Soul mates -- this one hits the gag reflex, no matter what the writing looks like. It screeches me to a stop 99 times out of a hundred, and the hundredth one is probably involving a non-human. Apologies to writers who use it and readers who like it, but it strikes me as a stupid, cheap plot device, and I hate it in real life, too, where it was definitely a stupid, cheap device. You may never see a soul mate story mentioned in this blog unless it would be leaving out one story in a collection. And then I will say why it was a DNF.
A more general kind of "mates" I can enjoy, if it's personalities first, then the bonding. But the whole "you are fated to be with this person and this person only" thing will get a fast exit. Or whining if it got sprung on me late.
Rape/incest -- rape doesn't usually turn up in romances except as some past trauma, which is fine, I can do without that altogether. Even then, the bunglings in fanfiction have left me jumpy -- it's usually not handled well and if it's not, I WILL mark it against the story. Count on it.
Incest- also a problem. I buy my reading material and so most of this is won't get past at the cash register, but if you hear some faint voice shrieking, "oh hell no!" it's probably me reading a blurb with identical twins.
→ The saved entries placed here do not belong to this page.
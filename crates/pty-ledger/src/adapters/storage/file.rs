use crate::errors::StoreError;
use crate::ports::outbound::KeyValueStore;
use std::collections::BTreeMap;
use std::path::{Path, PathBuf};
use tracing::{debug, info};

/// File-backed key-value store.
///
/// The whole store is one JSON object (key -> record text) rewritten on every
/// `put` through a temp file and rename, so a crash never leaves a torn file.
/// Values must be UTF-8; every ledger record is JSON text.
#[derive(Debug)]
pub struct FileBackedKVStore {
    data: BTreeMap<String, String>,
    path: PathBuf,
}

impl FileBackedKVStore {
    /// Open the store at `path`, loading existing content if the file exists.
    ///
    /// # Errors
    ///
    /// `Io` if the file exists but cannot be read, `Corruption` if it is not
    /// a JSON object of strings.
    pub fn open<P: AsRef<Path>>(path: P) -> Result<Self, StoreError> {
        let path = path.as_ref().to_path_buf();

        let data = match std::fs::read(&path) {
            Ok(bytes) if bytes.is_empty() => BTreeMap::new(),
            Ok(bytes) => {
                serde_json::from_slice(&bytes).map_err(|e| StoreError::Corruption {
                    message: format!("{}: {e}", path.display()),
                })?
            }
            Err(e) if e.kind() == std::io::ErrorKind::NotFound => {
                info!("No existing ledger file at {}", path.display());
                BTreeMap::new()
            }
            Err(e) => {
                return Err(StoreError::Io {
                    message: format!("{}: {e}", path.display()),
                })
            }
        };

        debug!(keys = data.len(), path = %path.display(), "Loaded ledger file");
        Ok(Self { data, path })
    }

    pub fn path(&self) -> &Path {
        &self.path
    }

    fn save_to_file(&self) -> Result<(), StoreError> {
        use std::io::Write;

        let io_err = |e: std::io::Error| StoreError::Io {
            message: e.to_string(),
        };

        if let Some(parent) = self.path.parent() {
            if !parent.as_os_str().is_empty() {
                std::fs::create_dir_all(parent).map_err(io_err)?;
            }
        }

        let bytes = serde_json::to_vec_pretty(&self.data).map_err(|e| StoreError::Io {
            message: e.to_string(),
        })?;

        let temp_path = self.path.with_extension("tmp");
        let mut file = std::fs::File::create(&temp_path).map_err(io_err)?;
        file.write_all(&bytes).map_err(io_err)?;
        file.sync_all().map_err(io_err)?;
        std::fs::rename(&temp_path, &self.path).map_err(io_err)?;

        Ok(())
    }
}

impl KeyValueStore for FileBackedKVStore {
    fn get(&self, key: &str) -> Result<Option<Vec<u8>>, StoreError> {
        Ok(self.data.get(key).map(|v| v.as_bytes().to_vec()))
    }

    fn put(&mut self, key: &str, value: &[u8]) -> Result<(), StoreError> {
        let text = std::str::from_utf8(value).map_err(|e| StoreError::Rejected {
            key: key.to_string(),
            reason: e.to_string(),
        })?;
        let previous = self.data.insert(key.to_string(), text.to_string());

        if let Err(e) = self.save_to_file() {
            // keep memory in step with disk
            match previous {
                Some(old) => self.data.insert(key.to_string(), old),
                None => self.data.remove(key),
            };
            return Err(e);
        }
        Ok(())
    }

    fn exists(&self, key: &str) -> Result<bool, StoreError> {
        Ok(self.data.contains_key(key))
    }
}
BDSM -- this one is trickier because I'm not a fan of the kink and mostly just find it sad or upsetting, but every now and then there's a story that I like, which isn't to say that I read all the way through. It doesn't come up often, because of that cash register thing, but it could, and I will remind you that I have issues, and then you can grind as much salt on my words as you need to. But I won't mark down a story just for being BDSM -- all the other stuff has to work
Crap editing: sometimes this is hard to tell from crap storytelling, because not every house out there edits as much, but I'll notice. Sentences that lie there on the page like a nest of garter snakes get noticed too. Sometimes out loud. Some lapses in line editing I can overlook, but it's sloppy and makes me wonder. This isn't exactly a "have to flag thing", but it can cost a story half a marble if there's a lot because it interferes with reading
I WILL notice logic-fail out loud. And if I can't find the plot beyond "hawt guys fuck" you can call me Cryssy Crankypants.